_Directions for this task_.
Which lines should be repeated? Exactly the one containing "fb.fill_rect(px, py, self.cell_w, 1, ch, style);" and every line after it through the end of the entries below.

BEGIN Dataset extract

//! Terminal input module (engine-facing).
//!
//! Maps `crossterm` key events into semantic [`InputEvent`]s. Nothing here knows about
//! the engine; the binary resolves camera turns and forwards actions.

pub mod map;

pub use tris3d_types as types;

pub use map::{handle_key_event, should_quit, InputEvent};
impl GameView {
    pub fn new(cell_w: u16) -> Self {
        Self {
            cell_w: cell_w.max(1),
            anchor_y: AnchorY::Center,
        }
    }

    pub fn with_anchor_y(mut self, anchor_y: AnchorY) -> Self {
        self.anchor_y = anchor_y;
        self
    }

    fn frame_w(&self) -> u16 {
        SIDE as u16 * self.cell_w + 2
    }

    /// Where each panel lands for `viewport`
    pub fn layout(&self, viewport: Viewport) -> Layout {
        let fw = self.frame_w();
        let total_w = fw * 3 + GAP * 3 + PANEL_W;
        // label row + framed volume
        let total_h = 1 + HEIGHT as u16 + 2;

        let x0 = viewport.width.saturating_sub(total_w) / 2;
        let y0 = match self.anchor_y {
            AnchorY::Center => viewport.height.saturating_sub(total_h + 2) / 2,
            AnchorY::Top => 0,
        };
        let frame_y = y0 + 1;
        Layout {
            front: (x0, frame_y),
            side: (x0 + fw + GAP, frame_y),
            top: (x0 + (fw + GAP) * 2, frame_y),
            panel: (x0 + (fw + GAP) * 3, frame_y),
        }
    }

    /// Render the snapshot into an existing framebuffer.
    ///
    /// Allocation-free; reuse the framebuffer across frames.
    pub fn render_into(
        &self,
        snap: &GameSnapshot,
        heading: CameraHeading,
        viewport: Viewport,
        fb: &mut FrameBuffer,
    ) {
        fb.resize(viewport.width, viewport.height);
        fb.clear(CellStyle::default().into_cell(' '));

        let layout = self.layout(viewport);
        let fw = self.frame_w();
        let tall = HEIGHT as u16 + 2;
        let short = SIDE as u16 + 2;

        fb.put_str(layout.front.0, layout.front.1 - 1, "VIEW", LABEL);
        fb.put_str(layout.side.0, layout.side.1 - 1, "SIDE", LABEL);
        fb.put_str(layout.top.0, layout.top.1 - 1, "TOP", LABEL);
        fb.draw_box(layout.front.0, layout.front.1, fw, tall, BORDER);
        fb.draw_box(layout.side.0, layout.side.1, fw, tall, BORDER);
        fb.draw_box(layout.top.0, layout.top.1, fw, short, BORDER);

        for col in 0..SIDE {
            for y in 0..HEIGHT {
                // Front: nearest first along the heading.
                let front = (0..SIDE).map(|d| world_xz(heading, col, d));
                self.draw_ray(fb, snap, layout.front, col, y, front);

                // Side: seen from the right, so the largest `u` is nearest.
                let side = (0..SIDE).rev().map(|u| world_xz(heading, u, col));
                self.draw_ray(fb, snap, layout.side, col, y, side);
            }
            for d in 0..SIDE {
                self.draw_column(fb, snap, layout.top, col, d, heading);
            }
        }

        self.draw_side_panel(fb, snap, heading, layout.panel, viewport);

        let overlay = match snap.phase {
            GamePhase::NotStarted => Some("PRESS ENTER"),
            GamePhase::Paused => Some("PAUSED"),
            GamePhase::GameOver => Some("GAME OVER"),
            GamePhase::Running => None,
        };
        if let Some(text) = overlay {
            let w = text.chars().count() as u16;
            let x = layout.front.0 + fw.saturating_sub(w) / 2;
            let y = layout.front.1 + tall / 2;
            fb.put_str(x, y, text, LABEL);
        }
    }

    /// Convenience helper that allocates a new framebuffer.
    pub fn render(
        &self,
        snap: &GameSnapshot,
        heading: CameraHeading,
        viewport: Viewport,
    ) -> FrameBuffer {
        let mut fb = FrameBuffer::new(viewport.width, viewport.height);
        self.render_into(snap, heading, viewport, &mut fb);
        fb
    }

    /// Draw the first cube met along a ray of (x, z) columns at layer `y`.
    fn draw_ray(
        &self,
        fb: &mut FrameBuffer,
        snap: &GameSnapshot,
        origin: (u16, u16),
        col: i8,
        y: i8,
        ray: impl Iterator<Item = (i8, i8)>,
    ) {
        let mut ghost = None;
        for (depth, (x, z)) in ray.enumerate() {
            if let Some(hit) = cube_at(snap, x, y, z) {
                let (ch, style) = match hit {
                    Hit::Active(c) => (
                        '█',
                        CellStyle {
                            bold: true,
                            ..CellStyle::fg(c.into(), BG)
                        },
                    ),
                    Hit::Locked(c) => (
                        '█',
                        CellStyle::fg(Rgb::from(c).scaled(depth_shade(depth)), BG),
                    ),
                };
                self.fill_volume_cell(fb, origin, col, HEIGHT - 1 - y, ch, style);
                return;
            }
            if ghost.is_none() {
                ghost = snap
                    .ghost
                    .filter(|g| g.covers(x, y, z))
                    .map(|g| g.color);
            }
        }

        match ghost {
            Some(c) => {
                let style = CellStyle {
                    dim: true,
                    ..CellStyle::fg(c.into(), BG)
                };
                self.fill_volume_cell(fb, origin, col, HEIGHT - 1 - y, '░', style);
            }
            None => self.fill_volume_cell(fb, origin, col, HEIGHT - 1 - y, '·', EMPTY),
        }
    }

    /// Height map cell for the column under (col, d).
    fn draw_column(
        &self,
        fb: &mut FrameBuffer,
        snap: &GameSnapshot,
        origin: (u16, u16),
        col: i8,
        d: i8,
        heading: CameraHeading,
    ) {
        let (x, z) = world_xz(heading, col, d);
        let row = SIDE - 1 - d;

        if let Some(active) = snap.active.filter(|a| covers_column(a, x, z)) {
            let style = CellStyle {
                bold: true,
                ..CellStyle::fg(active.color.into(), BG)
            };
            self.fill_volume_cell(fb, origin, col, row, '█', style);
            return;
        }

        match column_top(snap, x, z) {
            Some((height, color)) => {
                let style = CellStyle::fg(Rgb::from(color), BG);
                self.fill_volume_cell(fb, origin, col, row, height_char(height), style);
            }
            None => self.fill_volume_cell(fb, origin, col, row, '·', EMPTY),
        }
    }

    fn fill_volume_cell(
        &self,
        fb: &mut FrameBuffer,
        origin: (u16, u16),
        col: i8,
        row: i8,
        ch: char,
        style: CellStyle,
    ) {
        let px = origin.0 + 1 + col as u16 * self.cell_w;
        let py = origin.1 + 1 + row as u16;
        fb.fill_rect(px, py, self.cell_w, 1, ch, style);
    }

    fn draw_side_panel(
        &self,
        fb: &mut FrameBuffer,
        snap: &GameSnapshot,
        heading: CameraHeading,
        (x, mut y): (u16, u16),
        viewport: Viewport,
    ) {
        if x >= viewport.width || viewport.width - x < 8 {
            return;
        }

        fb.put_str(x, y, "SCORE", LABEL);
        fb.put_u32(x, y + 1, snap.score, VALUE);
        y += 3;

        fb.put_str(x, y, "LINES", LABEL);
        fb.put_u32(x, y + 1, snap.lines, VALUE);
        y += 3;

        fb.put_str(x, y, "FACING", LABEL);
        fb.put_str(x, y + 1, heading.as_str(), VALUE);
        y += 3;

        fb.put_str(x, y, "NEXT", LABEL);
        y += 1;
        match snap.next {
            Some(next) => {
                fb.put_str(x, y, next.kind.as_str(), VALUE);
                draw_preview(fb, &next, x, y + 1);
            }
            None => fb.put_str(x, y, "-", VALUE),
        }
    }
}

END Dataset extract

_Result for this exercise_.
        fb.fill_rect(px, py, self.cell_w, 1, ch, style);
    }

    fn draw_side_panel(
        &self,
        fb: &mut FrameBuffer,
        snap: &GameSnapshot,
        heading: CameraHeading,
        (x, mut y): (u16, u16),
        viewport: Viewport,
    ) {
        if x >= viewport.width || viewport.width - x < 8 {
            return;
        }

        fb.put_str(x, y, "SCORE", LABEL);
        fb.put_u32(x, y + 1, snap.score, VALUE);
        y += 3;

        fb.put_str(x, y, "LINES", LABEL);
        fb.put_u32(x, y + 1, snap.lines, VALUE);
        y += 3;

        fb.put_str(x, y, "FACING", LABEL);
        fb.put_str(x, y + 1, heading.as_str(), VALUE);
        y += 3;

        fb.put_str(x, y, "NEXT", LABEL);
        y += 1;
        match snap.next {
            Some(next) => {
                fb.put_str(x, y, next.kind.as_str(), VALUE);
                draw_preview(fb, &next, x, y + 1);
            }
            None => fb.put_str(x, y, "-", VALUE),
        }
    }
}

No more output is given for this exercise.